#### REQUIREMENT
Repeat the records. Leave nothing out.
-.-.-
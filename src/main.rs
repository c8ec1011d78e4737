mod cmd;
mod config;
mod context;
mod domain;
mod error;
mod host;
mod infra;
mod services;
#[cfg(test)]
mod testing;
mod workflow;

use std::net::SocketAddr;
use std::sync::Arc;

use clap::{Args, Parser, Subcommand};
use tracing::warn;
use tracing_subscriber::EnvFilter;

use crate::cmd::config::{self as config_cmd, ConfigArgs};
use crate::cmd::remediate::{self, RemediateCommandArgs};
use crate::cmd::serve;
use crate::cmd::ticket::{self, TicketCommandArgs};
use crate::config::{AppConfig, RemediationMode};
use crate::context::AppContext;
use crate::error::AppResult;
use crate::infra::scripts::{CommandTrigger, SimulatedTrigger};
use crate::infra::servicenow::ServiceNowClient;
use crate::services::RemediationTrigger;

#[derive(Parser)]
#[command(
    name = "helpdesk-actions",
    author,
    version,
    about = "Remediation and ticketing actions for the helpdesk assistant"
)]
struct Cli {
    #[command(subcommand)]
    command: Commands,
}

#[derive(Subcommand)]
enum Commands {
    /// Run the action server the dialogue host calls into.
    Serve(ServeArgs),
    /// Run a remediation once, filing a ticket if it fails.
    Remediate(RemediateArgs),
    /// File a ticket for a request no remediation covers.
    Ticket(TicketArgs),
    /// Inspect configuration.
    Config(ConfigArgs),
}

#[derive(Args)]
struct ServeArgs {
    /// Override the bind address from ACTIONS_BIND.
    #[arg(short, long)]
    bind: Option<SocketAddr>,
}

#[derive(Args)]
struct RemediateArgs {
    /// Remediation to run, e.g. fix-printer or reset-password.
    remediation_id: String,
    /// Requesting user.
    #[arg(short, long)]
    user: String,
}

#[derive(Args)]
struct TicketArgs {
    /// The user's request, verbatim.
    query: String,
    /// Requesting user.
    #[arg(short, long)]
    user: String,
}

#[tokio::main]
async fn main() {
    dotenv::dotenv().ok();
    tracing_subscriber::fmt()
        .with_env_filter(
            EnvFilter::try_from_default_env().unwrap_or_else(|_| EnvFilter::new("info")),
        )
        .init();

    if let Err(error) = run().await {
        eprintln!("Error: {error}");
        std::process::exit(1);
    }
}

async fn run() -> AppResult<()> {
    let cli = Cli::parse();
    let config = AppConfig::from_env()?;

    match cli.command {
        Commands::Config(args) => config_cmd::run(args.command, &config),
        Commands::Serve(args) => {
            let bind_addr = args.bind.unwrap_or(config.bind_addr);
            let context = build_context(&config)?;
            serve::run(context, bind_addr).await
        }
        Commands::Remediate(args) => {
            let context = build_context(&config)?;
            remediate::run(
                &context,
                RemediateCommandArgs {
                    remediation_id: args.remediation_id,
                    user: args.user,
                },
            )
            .await
        }
        Commands::Ticket(args) => {
            let context = build_context(&config)?;
            ticket::run(
                &context,
                TicketCommandArgs {
                    query: args.query,
                    user: args.user,
                },
            )
            .await;
            Ok(())
        }
    }
}

fn build_context(config: &AppConfig) -> AppResult<AppContext> {
    let ticketing = &config.ticketing;
    if ticketing.instance.is_none() {
        warn!("SN_INSTANCE not configured; tickets will report a config error");
    }
    if ticketing.username.is_none() {
        warn!("SN_USER not configured; tickets will report a config error");
    }
    if ticketing.password.is_none() {
        warn!("SN_PASSWORD not configured; tickets will report a config error");
    }

    let remediation: Arc<dyn RemediationTrigger> = match &config.remediation {
        RemediationMode::Simulated { success_rate } => {
            Arc::new(SimulatedTrigger::new(*success_rate))
        }
        RemediationMode::Command {
            program,
            script_dir,
        } => Arc::new(CommandTrigger::new(program.clone(), script_dir.clone())),
    };
    let ticketing = Arc::new(ServiceNowClient::new(ticketing.clone())?);

    Ok(AppContext::new(remediation, ticketing))
}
-.-.-
#### RESULT OF THIS TASK
filename src/main.rs
repository c8ec1011d78e4737
mod cmd;
mod config;
mod context;
mod domain;
mod error;
mod host;
mod infra;
mod services;
#[cfg(test)]
mod testing;
mod workflow;

use std::net::SocketAddr;
use std::sync::Arc;

use clap::{Args, Parser, Subcommand};
use tracing::warn;
use tracing_subscriber::EnvFilter;

use crate::cmd::config::{self as config_cmd, ConfigArgs};
use crate::cmd::remediate::{self, RemediateCommandArgs};
use crate::cmd::serve;
use crate::cmd::ticket::{self, TicketCommandArgs};
use crate::config::{AppConfig, RemediationMode};
use crate::context::AppContext;
use crate::error::AppResult;
use crate::infra::scripts::{CommandTrigger, SimulatedTrigger};
use crate::infra::servicenow::ServiceNowClient;
use crate::services::RemediationTrigger;

#[derive(Parser)]
#[command(
    name = "helpdesk-actions",
    author,
    version,
    about = "Remediation and ticketing actions for the helpdesk assistant"
)]
struct Cli {
    #[command(subcommand)]
    command: Commands,
}

#[derive(Subcommand)]
enum Commands {
    /// Run the action server the dialogue host calls into.
    Serve(ServeArgs),
    /// Run a remediation once, filing a ticket if it fails.
    Remediate(RemediateArgs),
    /// File a ticket for a request no remediation covers.
    Ticket(TicketArgs),
    /// Inspect configuration.
    Config(ConfigArgs),
}

#[derive(Args)]
struct ServeArgs {
    /// Override the bind address from ACTIONS_BIND.
    #[arg(short, long)]
    bind: Option<SocketAddr>,
}

#[derive(Args)]
struct RemediateArgs {
    /// Remediation to run, e.g. fix-printer or reset-password.
    remediation_id: String,
    /// Requesting user.
    #[arg(short, long)]
    user: String,
}

#[derive(Args)]
struct TicketArgs {
    /// The user's request, verbatim.
    query: String,
    /// Requesting user.
    #[arg(short, long)]
    user: String,
}

#[tokio::main]
async fn main() {
    dotenv::dotenv().ok();
    tracing_subscriber::fmt()
        .with_env_filter(
            EnvFilter::try_from_default_env().unwrap_or_else(|_| EnvFilter::new("info")),
        )
        .init();

    if let Err(error) = run().await {
        eprintln!("Error: {error}");
        std::process::exit(1);
    }
}

async fn run() -> AppResult<()> {
    let cli = Cli::parse();
    let config = AppConfig::from_env()?;

    match cli.command {
        Commands::Config(args) => config_cmd::run(args.command, &config),
        Commands::Serve(args) => {
            let bind_addr = args.bind.unwrap_or(config.bind_addr);
            let context = build_context(&config)?;
            serve::run(context, bind_addr).await
        }
        Commands::Remediate(args) => {
            let context = build_context(&config)?;
            remediate::run(
                &context,
                RemediateCommandArgs {
                    remediation_id: args.remediation_id,
                    user: args.user,
                },
            )
            .await
        }
        Commands::Ticket(args) => {
            let context = build_context(&config)?;
            ticket::run(
                &context,
                TicketCommandArgs {
                    query: args.query,
                    user: args.user,
                },
            )
            .await;
            Ok(())
        }
    }
}

fn build_context(config: &AppConfig) -> AppResult<AppContext> {
    let ticketing = &config.ticketing;
    if ticketing.instance.is_none() {
        warn!("SN_INSTANCE not configured; tickets will report a config error");
    }
    if ticketing.username.is_none() {
        warn!("SN_USER not configured; tickets will report a config error");
    }
    if ticketing.password.is_none() {
        warn!("SN_PASSWORD not configured; tickets will report a config error");
    }

    let remediation: Arc<dyn RemediationTrigger> = match &config.remediation {
        RemediationMode::Simulated { success_rate } => {
            Arc::new(SimulatedTrigger::new(*success_rate))
        }
        RemediationMode::Command {
            program,
            script_dir,
        } => Arc::new(CommandTrigger::new(program.clone(), script_dir.clone())),
    };
    let ticketing = Arc::new(ServiceNowClient::new(ticketing.clone())?);

    Ok(AppContext::new(remediation, ticketing))
}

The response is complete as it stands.